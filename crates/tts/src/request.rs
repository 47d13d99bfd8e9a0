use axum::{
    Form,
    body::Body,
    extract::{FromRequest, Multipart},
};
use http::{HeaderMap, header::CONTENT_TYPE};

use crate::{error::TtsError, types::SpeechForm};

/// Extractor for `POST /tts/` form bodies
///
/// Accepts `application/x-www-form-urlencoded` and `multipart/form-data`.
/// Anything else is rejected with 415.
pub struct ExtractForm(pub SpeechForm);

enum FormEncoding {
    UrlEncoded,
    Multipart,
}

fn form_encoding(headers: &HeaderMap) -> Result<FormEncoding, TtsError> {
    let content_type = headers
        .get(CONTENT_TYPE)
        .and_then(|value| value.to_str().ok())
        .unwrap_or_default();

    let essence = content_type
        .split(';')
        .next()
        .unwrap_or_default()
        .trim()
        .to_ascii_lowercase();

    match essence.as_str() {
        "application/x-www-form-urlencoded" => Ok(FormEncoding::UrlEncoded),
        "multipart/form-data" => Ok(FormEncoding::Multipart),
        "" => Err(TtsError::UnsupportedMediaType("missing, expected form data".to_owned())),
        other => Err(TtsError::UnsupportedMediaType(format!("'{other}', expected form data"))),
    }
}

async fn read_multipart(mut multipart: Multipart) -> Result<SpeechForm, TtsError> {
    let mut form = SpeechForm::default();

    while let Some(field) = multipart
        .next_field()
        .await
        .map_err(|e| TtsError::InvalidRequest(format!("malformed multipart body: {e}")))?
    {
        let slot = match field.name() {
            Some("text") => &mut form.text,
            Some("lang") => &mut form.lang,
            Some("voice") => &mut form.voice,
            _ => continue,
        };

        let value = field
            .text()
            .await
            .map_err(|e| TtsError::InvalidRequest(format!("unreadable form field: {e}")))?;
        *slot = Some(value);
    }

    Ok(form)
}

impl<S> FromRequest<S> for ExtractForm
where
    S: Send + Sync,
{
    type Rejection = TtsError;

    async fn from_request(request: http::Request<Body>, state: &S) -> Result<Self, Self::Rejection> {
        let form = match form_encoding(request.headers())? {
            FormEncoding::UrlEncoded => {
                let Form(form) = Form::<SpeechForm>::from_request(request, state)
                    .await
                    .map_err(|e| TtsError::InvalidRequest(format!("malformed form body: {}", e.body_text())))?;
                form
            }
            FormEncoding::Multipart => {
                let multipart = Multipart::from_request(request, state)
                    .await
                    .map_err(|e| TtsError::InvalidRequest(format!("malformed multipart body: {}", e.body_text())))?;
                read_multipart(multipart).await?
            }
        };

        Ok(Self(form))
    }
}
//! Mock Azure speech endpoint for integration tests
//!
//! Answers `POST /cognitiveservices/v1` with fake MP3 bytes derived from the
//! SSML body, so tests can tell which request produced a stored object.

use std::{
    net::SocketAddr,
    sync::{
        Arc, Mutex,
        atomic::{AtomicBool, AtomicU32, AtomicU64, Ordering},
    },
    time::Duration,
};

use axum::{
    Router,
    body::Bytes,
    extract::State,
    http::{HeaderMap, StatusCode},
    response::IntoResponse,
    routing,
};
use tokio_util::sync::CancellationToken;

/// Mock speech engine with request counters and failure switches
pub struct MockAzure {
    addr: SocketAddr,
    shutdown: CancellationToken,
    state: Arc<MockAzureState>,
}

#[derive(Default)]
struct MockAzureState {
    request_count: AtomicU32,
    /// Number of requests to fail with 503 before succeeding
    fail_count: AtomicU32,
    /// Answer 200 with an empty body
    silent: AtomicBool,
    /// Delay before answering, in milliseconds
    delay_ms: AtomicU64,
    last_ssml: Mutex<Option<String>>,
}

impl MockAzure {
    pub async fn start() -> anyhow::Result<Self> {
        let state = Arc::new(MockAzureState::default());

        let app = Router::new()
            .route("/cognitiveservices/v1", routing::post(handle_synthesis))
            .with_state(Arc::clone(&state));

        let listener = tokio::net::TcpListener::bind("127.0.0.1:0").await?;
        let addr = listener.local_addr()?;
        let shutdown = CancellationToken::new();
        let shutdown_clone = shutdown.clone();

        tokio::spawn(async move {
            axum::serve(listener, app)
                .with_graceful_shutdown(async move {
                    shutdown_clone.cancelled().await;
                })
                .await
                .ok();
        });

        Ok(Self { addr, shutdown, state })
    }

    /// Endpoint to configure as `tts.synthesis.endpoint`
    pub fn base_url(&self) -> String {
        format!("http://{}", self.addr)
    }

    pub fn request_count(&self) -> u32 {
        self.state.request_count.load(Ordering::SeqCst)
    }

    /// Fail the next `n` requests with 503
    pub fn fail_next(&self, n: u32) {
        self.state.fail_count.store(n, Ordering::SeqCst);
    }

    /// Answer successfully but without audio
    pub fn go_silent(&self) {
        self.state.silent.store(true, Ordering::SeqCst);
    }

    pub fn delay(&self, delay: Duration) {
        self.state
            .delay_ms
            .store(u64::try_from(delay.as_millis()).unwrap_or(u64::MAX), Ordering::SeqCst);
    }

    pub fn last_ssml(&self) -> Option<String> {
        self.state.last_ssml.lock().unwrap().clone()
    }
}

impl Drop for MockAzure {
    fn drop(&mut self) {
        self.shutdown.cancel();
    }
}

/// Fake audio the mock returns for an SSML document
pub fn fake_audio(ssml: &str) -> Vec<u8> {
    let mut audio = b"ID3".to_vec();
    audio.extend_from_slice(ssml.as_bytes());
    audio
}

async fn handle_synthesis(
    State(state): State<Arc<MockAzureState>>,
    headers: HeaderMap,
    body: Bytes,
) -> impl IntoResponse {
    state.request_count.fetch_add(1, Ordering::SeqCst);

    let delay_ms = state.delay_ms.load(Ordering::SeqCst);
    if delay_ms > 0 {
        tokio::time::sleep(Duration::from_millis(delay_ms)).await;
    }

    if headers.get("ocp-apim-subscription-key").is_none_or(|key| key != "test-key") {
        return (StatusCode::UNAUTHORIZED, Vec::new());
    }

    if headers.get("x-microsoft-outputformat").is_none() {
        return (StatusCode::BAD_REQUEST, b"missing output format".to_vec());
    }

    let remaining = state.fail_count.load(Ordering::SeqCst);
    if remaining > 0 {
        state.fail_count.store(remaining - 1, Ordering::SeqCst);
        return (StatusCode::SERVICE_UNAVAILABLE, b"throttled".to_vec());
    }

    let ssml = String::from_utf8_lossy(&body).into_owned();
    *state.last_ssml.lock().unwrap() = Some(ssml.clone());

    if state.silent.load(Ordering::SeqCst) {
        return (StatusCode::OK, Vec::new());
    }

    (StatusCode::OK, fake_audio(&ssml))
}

----

TASK STATEMENT
Scan the data, and report each line that uses the word "time".

ANSWER TO THIS EXERCISE
    time::Duration,
        tokio::time::sleep(Duration::from_millis(delay_ms)).await;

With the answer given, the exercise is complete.